### WORK TO BE COMPLETED:
Say how many lines of the data below have the word "RecvError" in them. Add nothing else.

Dataset entries
───

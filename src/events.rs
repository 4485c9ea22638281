//! Progress events published while a task runs.

use std::fmt;

use tokio::sync::broadcast;
use tokio::task::JoinHandle;

/// Events broadcast by the orchestrator to whoever is watching.
#[derive(Clone, Debug, PartialEq)]
pub enum AgentEvent {
    TaskStarted { task: String },
    Thinking { iteration: usize },
    Step { number: usize, description: String },
    StepError { message: String },
    ApprovalRequired { description: String, reason: String },
    InputRequired { message: String },
    TaskComplete { summary: String },
    TaskError { message: String },
}

impl fmt::Display for AgentEvent {
    fn fmt(&self, f: &mut fmt::Formatter<'_>) -> fmt::Result {
        match self {
            AgentEvent::TaskStarted { task } => write!(f, "Starting task: {task}"),
            AgentEvent::Thinking { iteration } => write!(f, "Thinking... (iteration {iteration})"),
            AgentEvent::Step {
                number,
                description,
            } => write!(f, "Step {number}: {description}"),
            AgentEvent::StepError { message } => write!(f, "Error: {message}"),
            AgentEvent::ApprovalRequired {
                description,
                reason,
            } => write!(f, "Approval required for \"{description}\": {reason}"),
            AgentEvent::InputRequired { message } => write!(f, "Agent asks: {message}"),
            AgentEvent::TaskComplete { summary } => write!(f, "Done: {summary}"),
            AgentEvent::TaskError { message } => write!(f, "Task failed: {message}"),
        }
    }
}

pub fn channel() -> (broadcast::Sender<AgentEvent>, broadcast::Receiver<AgentEvent>) {
    broadcast::channel(64)
}

/// Print every event to stdout until the channel closes.
pub fn spawn_printer(mut rx: broadcast::Receiver<AgentEvent>) -> JoinHandle<()> {
    tokio::spawn(async move {
        loop {
            match rx.recv().await {
                Ok(AgentEvent::Thinking { .. }) => {}
                Ok(event) => println!("{event}"),
                Err(broadcast::error::RecvError::Lagged(skipped)) => {
                    tracing::warn!(skipped, "event printer lagged");
                }
                Err(broadcast::error::RecvError::Closed) => break,
            }
        }
    })
}
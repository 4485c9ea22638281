//! Append-only record of what the agent tried and what happened.
//!
//! The entries are replayed to the decider in insertion order, so they are
//! never reordered or pruned while a task is alive.

use serde::{Deserialize, Serialize};

use crate::config::SuppressionPolicy;
use crate::types::{ActionIntent, ActionName};

#[derive(Debug, Clone, PartialEq, Serialize, Deserialize)]
#[serde(tag = "status", rename_all = "snake_case")]
pub enum Outcome {
    Success {
        message: String,
    },
    Failure {
        error: String,
        /// Visible selectors on the page after a selector failed to resolve.
        #[serde(default, skip_serializing_if = "Vec::is_empty")]
        candidates: Vec<String>,
    },
    /// The operator refused a gated action.
    Denied {
        reason: String,
    },
    /// The decider asked the operator something.
    Asked {
        question: String,
    },
    /// Free-text answer from the operator.
    Operator {
        reply: String,
    },
}

#[derive(Debug, Clone, PartialEq, Serialize, Deserialize)]
pub struct HistoryEntry {
    #[serde(default, skip_serializing_if = "Option::is_none")]
    pub intent: Option<ActionIntent>,
    pub description: String,
    pub outcome: Outcome,
}

impl HistoryEntry {
    pub fn action_name(&self) -> Option<ActionName> {
        self.intent.as_ref().map(ActionIntent::name)
    }

    /// One-line rendering used when replaying the history to the decider.
    pub fn summary(&self) -> String {
        match &self.outcome {
            Outcome::Success { message } => format!("{}: ok ({message})", self.description),
            Outcome::Failure { error, candidates } if candidates.is_empty() => {
                format!("{}: FAILED ({error})", self.description)
            }
            Outcome::Failure { error, candidates } => format!(
                "{}: FAILED ({error}). Visible elements: {}",
                self.description,
                candidates.join(", ")
            ),
            Outcome::Denied { reason } => format!("{}: DENIED by operator ({reason})", self.description),
            Outcome::Asked { question } => format!("asked operator: {question}"),
            Outcome::Operator { reply } => format!("operator replied: {reply}"),
        }
    }
}

#[derive(Debug, Clone, Default, PartialEq)]
pub struct History {
    entries: Vec<HistoryEntry>,
}

impl History {
    pub fn new() -> Self {
        Self::default()
    }

    pub fn from_entries(entries: Vec<HistoryEntry>) -> Self {
        Self { entries }
    }

    pub fn entries(&self) -> &[HistoryEntry] {
        &self.entries
    }

    pub fn len(&self) -> usize {
        self.entries.len()
    }

    pub fn is_empty(&self) -> bool {
        self.entries.is_empty()
    }

    /// The last `n` entries, oldest first.
    pub fn recent(&self, n: usize) -> &[HistoryEntry] {
        let start = self.entries.len().saturating_sub(n);
        &self.entries[start..]
    }

    pub(crate) fn clear(&mut self) {
        self.entries.clear();
    }

    pub fn record_success(&mut self, intent: &ActionIntent, message: impl Into<String>) {
        self.push_intent(
            intent,
            Outcome::Success {
                message: message.into(),
            },
        );
    }

    pub fn record_failure(&mut self, intent: &ActionIntent, error: impl Into<String>, candidates: Vec<String>) {
        self.push_intent(
            intent,
            Outcome::Failure {
                error: error.into(),
                candidates,
            },
        );
    }

    pub fn record_denial(&mut self, intent: &ActionIntent, reason: impl Into<String>) {
        self.push_intent(
            intent,
            Outcome::Denied {
                reason: reason.into(),
            },
        );
    }

    pub fn record_question(&mut self, question: impl Into<String>) {
        let question = question.into();
        self.entries.push(HistoryEntry {
            intent: None,
            description: "ask user".to_string(),
            outcome: Outcome::Asked { question },
        });
    }

    pub fn record_operator_reply(&mut self, reply: impl Into<String>) {
        self.entries.push(HistoryEntry {
            intent: None,
            description: "operator reply".to_string(),
            outcome: Outcome::Operator {
                reply: reply.into(),
            },
        });
    }

    fn push_intent(&mut self, intent: &ActionIntent, outcome: Outcome) {
        self.entries.push(HistoryEntry {
            intent: Some(intent.clone()),
            description: intent.description(),
            outcome,
        });
    }

    /// Actions the decider may choose from on the next call.
    ///
    /// Recomputed from the history window on every iteration.
    pub fn offered_vocabulary(&self, policy: &SuppressionPolicy) -> Vec<ActionName> {
        let extract_recent = self
            .recent(policy.extract_window)
            .iter()
            .any(|e| e.action_name() == Some(ActionName::Extract));
        let scrolls = self
            .recent(policy.scroll_window)
            .iter()
            .filter(|e| e.action_name() == Some(ActionName::Scroll))
            .count();
        let scroll_throttled = scrolls >= policy.scroll_threshold;

        ActionName::ALL
            .into_iter()
            .filter(|name| match name {
                ActionName::Extract => !extract_recent,
                ActionName::Scroll => !scroll_throttled,
                _ => true,
            })
            .collect()
    }
}

#[cfg(test)]
mod tests {
    use super::*;
    use crate::types::{ActionKind, ScrollDirection};

    fn intent(kind: ActionKind) -> ActionIntent {
        ActionIntent::new(kind, "")
    }

    fn scroll() -> ActionIntent {
        intent(ActionKind::Scroll {
            direction: ScrollDirection::Down,
            amount: 300,
        })
    }

    fn click() -> ActionIntent {
        intent(ActionKind::Click {
            selector: "#go".into(),
        })
    }

    #[test]
    fn test_full_vocabulary_on_empty_history() {
        let history = History::new();
        let vocab = history.offered_vocabulary(&SuppressionPolicy::default());
        assert_eq!(vocab.len(), ActionName::ALL.len());
    }

    #[test]
    fn test_recent_extract_suppresses_extract() {
        let mut history = History::new();
        history.record_success(&intent(ActionKind::Extract), "text");
        history.record_success(&click(), "ok");
        history.record_failure(&click(), "boom", vec![]);

        let vocab = history.offered_vocabulary(&SuppressionPolicy::default());
        assert!(!vocab.contains(&ActionName::Extract));
        assert!(vocab.contains(&ActionName::Scroll));

        history.record_success(&click(), "ok");
        let vocab = history.offered_vocabulary(&SuppressionPolicy::default());
        assert!(vocab.contains(&ActionName::Extract));
    }

    #[test]
    fn test_failed_extract_still_counts() {
        let mut history = History::new();
        history.record_failure(&intent(ActionKind::Extract), "no page", vec![]);
        let vocab = history.offered_vocabulary(&SuppressionPolicy::default());
        assert!(!vocab.contains(&ActionName::Extract));
    }

    #[test]
    fn test_scroll_throttling() {
        let mut history = History::new();
        history.record_success(&scroll(), "ok");
        history.record_success(&click(), "ok");
        history.record_success(&scroll(), "ok");
        let policy = SuppressionPolicy::default();
        assert!(history.offered_vocabulary(&policy).contains(&ActionName::Scroll));

        history.record_success(&scroll(), "ok");
        assert!(!history.offered_vocabulary(&policy).contains(&ActionName::Scroll));

        // Older scrolls slide out of the five-entry window.
        history.record_success(&click(), "ok");
        history.record_success(&click(), "ok");
        history.record_success(&click(), "ok");
        assert!(history.offered_vocabulary(&policy).contains(&ActionName::Scroll));
    }

    #[test]
    fn test_custom_windows() {
        let policy = SuppressionPolicy {
            extract_window: 1,
            scroll_window: 2,
            scroll_threshold: 2,
        };
        let mut history = History::new();
        history.record_success(&intent(ActionKind::Extract), "text");
        history.record_success(&scroll(), "ok");
        history.record_success(&scroll(), "ok");
        let vocab = history.offered_vocabulary(&policy);
        assert!(vocab.contains(&ActionName::Extract));
        assert!(!vocab.contains(&ActionName::Scroll));
    }

    #[test]
    fn test_summary_includes_candidates() {
        let mut history = History::new();
        history.record_failure(
            &click(),
            "element not found: #go",
            vec!["#a".into(), "#b".into()],
        );
        let line = history.entries()[0].summary();
        assert_eq!(
            line,
            "click #go: FAILED (element not found: #go). Visible elements: #a, #b"
        );
    }

    #[test]
    fn test_entries_keep_insertion_order() {
        let mut history = History::new();
        history.record_success(&click(), "1");
        history.record_question("which one?");
        history.record_operator_reply("the first");
        let kinds: Vec<_> = history
            .entries()
            .iter()
            .map(|e| e.description.as_str())
            .collect();
        assert_eq!(kinds, vec!["click #go", "ask user", "operator reply"]);
    }
}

───

### FINAL ANSWER:
2